Alors qu'être en situation de handicap, c'est souffrir de diverses formes de pénibilité tous les jours, tout les temps, ou presque.
Et le fait que le handicap soit compensé, comme dans mon cas, a ses propres travers.
Qui vont se heurter aux contraintes de l'environnement.
Dans le cadre d'un roman post-apo, par exemple : quand il n'y aura plus de piles, les jolies prothèses audio ne serviront plus à rien pour les malentendant. Et tous les myopes finiront potentiellement par ne plus trouver de lunettes et se trouver à leur tour en situation de handicap.
Quant à ceux qui dépendent d'un médicament ou d'un appareillage pour vivre, leur existence est condamnée à court ou moyen terme s'ils n'arrivent pas (avec ou sans l'aide des autres personnages) à trouver une solution avant de tomber en rade.
Ce sont autant de détails qui ne doivent pas être laissés de côté. Au contraire, bien exploités, ils peuvent servir l'intrigue et la tension dramatique.
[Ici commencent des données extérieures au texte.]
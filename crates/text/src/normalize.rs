//! 模型输出规范化
//!
//! 把模型返回的任意内容整理成有序、去重、非空的目标字符串列表。
//! 解析由一串可失败的解析器组成，第一个识别出输入的解析器胜出，
//! 自由文本启发式放在最后。规范化本身从不失败。

use once_cell::sync::Lazy;
use regex::Regex;
use serde_json::Value;
use std::collections::HashSet;

use crate::literal::{self, Literal};

/// 解析步骤：`None` 表示格式不符，交给下一个
pub type ParseStep = fn(&str) -> Option<Vec<String>>;

/// 出现这些通用词的片段视为描述而非名称
const DENYLIST: &[&str] = &[
    "experience",
    "company",
    "companies",
    "worked",
    "working",
    "organization",
    "organisation",
];

/// 句首大写的虚词，单独出现时不会是名称
const STOPWORDS: &[&str] = &[
    "a", "an", "and", "are", "at", "by", "for", "from", "he", "her", "here", "his", "i", "in",
    "is", "it", "its", "my", "of", "on", "our", "she", "that", "the", "their", "there", "these",
    "they", "this", "those", "to", "we", "with", "you", "your",
];

/// 最多四个连续的首字母大写单词
static CAPITALIZED_RUN: Lazy<Regex> = Lazy::new(|| {
    Regex::new(r"\b\p{Lu}[\p{L}\p{N}&'\-]*(?:[ \t]+\p{Lu}[\p{L}\p{N}&'\-]*){0,3}")
        .expect("capitalized run regex")
});

static FRAGMENT_DELIMITERS: Lazy<Regex> =
    Lazy::new(|| Regex::new(r"[\r\n,.;]").expect("fragment delimiter regex"));

#[derive(Debug, Clone)]
pub struct OutputNormalizer {
    steps: Vec<(&'static str, ParseStep)>,
}

impl Default for OutputNormalizer {
    fn default() -> Self {
        Self {
            steps: vec![
                ("strict", parse_strict),
                ("bracketed", parse_bracketed),
                ("lenient", parse_lenient),
                ("lenient-bracketed", parse_lenient_bracketed),
                ("free-text", parse_free_text),
            ],
        }
    }
}

impl OutputNormalizer {
    /// 使用自定义解析链构造
    pub fn with_steps(steps: Vec<(&'static str, ParseStep)>) -> Self {
        Self { steps }
    }

    pub fn normalize(&self, raw: &str) -> Vec<String> {
        for (name, step) in &self.steps {
            if let Some(candidates) = step(raw) {
                let targets = clean(candidates);
                log::debug!("[Normalizer] {} 解析器匹配，{} 个目标", name, targets.len());
                return targets;
            }
        }
        log::debug!("[Normalizer] 没有解析器匹配");
        Vec::new()
    }
}

/// 使用默认解析链规范化
pub fn normalize(raw: &str) -> Vec<String> {
    OutputNormalizer::default().normalize(raw)
}

/// 去除首尾空白、丢弃空项，并按不区分大小写去重，
/// 保留首次出现的写法和顺序。
pub fn clean(candidates: Vec<String>) -> Vec<String> {
    let mut seen = HashSet::new();
    candidates
        .into_iter()
        .filter_map(|c| {
            let trimmed = c.trim();
            if trimmed.is_empty() || !seen.insert(trimmed.to_lowercase()) {
                return None;
            }
            Some(trimmed.to_string())
        })
        .collect()
}

// ============================================================================
// 解析步骤
// ============================================================================

/// 整个输入是严格的 JSON 数组
pub fn parse_strict(raw: &str) -> Option<Vec<String>> {
    match serde_json::from_str::<Value>(raw.trim()).ok()? {
        Value::Array(items) => Some(items.into_iter().filter_map(json_item).collect()),
        _ => None,
    }
}

/// 文字中夹带的严格 JSON 数组
pub fn parse_bracketed(raw: &str) -> Option<Vec<String>> {
    bracket_spans(raw).into_iter().find_map(parse_strict)
}

/// 整个输入是宽松的列表字面量
pub fn parse_lenient(raw: &str) -> Option<Vec<String>> {
    literal::parse_list(raw).map(literal_items)
}

/// 文字中夹带的宽松列表字面量
pub fn parse_lenient_bracketed(raw: &str) -> Option<Vec<String>> {
    bracket_spans(raw)
        .into_iter()
        .find_map(literal::parse_list)
        .map(literal_items)
}

/// 从文字中提取连续的大写单词。总是成功，结果可能为空。
pub fn parse_free_text(raw: &str) -> Option<Vec<String>> {
    let mut found = Vec::new();
    for fragment in FRAGMENT_DELIMITERS.split(raw) {
        let lowered = fragment.to_lowercase();
        if DENYLIST.iter().any(|term| lowered.contains(term)) {
            continue;
        }
        found.extend(
            CAPITALIZED_RUN
                .find_iter(fragment)
                .map(|m| strip_stopwords(m.as_str().trim()))
                .filter(|s| s.chars().count() > 1)
                .map(str::to_string),
        );
    }
    Some(found)
}

/// 去掉大写词串开头的停用词（"The Acme" -> "Acme"）
fn strip_stopwords(run: &str) -> &str {
    let mut rest = run;
    while let Some(word) = rest.split_whitespace().next() {
        if !STOPWORDS.contains(&word.to_lowercase().as_str()) {
            break;
        }
        rest = rest[word.len()..].trim_start();
    }
    rest
}

fn json_item(item: Value) -> Option<String> {
    match item {
        Value::String(s) => Some(s),
        Value::Number(n) => Some(n.to_string()),
        _ => None,
    }
}

fn literal_items(items: Vec<Literal>) -> Vec<String> {
    items
        .into_iter()
        .filter_map(|item| match item {
            Literal::Str(s) | Literal::Num(s) => Some(s),
            Literal::Other => None,
        })
        .collect()
}

/// 候选的 `[...]` 片段，可能性高的在前：先是最左 `[` 到最右 `]`，
/// 然后是识别引号的扫描找到的每个配对片段。
pub fn bracket_spans(raw: &str) -> Vec<&str> {
    let mut spans = Vec::new();
    if let (Some(start), Some(end)) = (raw.find('['), raw.rfind(']')) {
        if start < end {
            spans.push(&raw[start..=end]);
        }
    }

    let mut depth = 0usize;
    let mut open_at = 0usize;
    let mut quote: Option<char> = None;
    let mut escaped = false;
    for (i, c) in raw.char_indices() {
        if let Some(q) = quote {
            if escaped {
                escaped = false;
            } else if c == '\\' {
                escaped = true;
            } else if c == q {
                quote = None;
            }
            continue;
        }
        match c {
            '"' | '\'' if depth > 0 => quote = Some(c),
            '[' => {
                if depth == 0 {
                    open_at = i;
                }
                depth += 1;
            }
            ']' if depth > 0 => {
                depth -= 1;
                if depth == 0 {
                    let span = &raw[open_at..=i];
                    if !spans.contains(&span) {
                        spans.push(span);
                    }
                }
            }
            _ => {}
        }
    }
    spans
}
En résumé, prétendre qu'un personnage est ceci ou cela et ne pas le montrer / l'exploiter dans des petits détails de son quotidien, pour moi, c'est du "Show don't tell" et / ou un défaut de caractérisation.
Qu'on le veuille ou non, notre situation de handicap nous caractérise et le nier, c'est nier les difficultés auxquelles nous sommes confrontés.
Après, on est bien d'accord que personne n'a envie d'être réduit à ça, cependant il faut trouver un équilibre.

Re: Écrire sur le handicap

Posté : ven. avr. 19, 2019 9:22 am
par Tsumire
Je n'ai pas de pierres utiles à apporter à la conversation mais, ayant un personnage devenant aveugle, je lis avec grande attention vos échanges.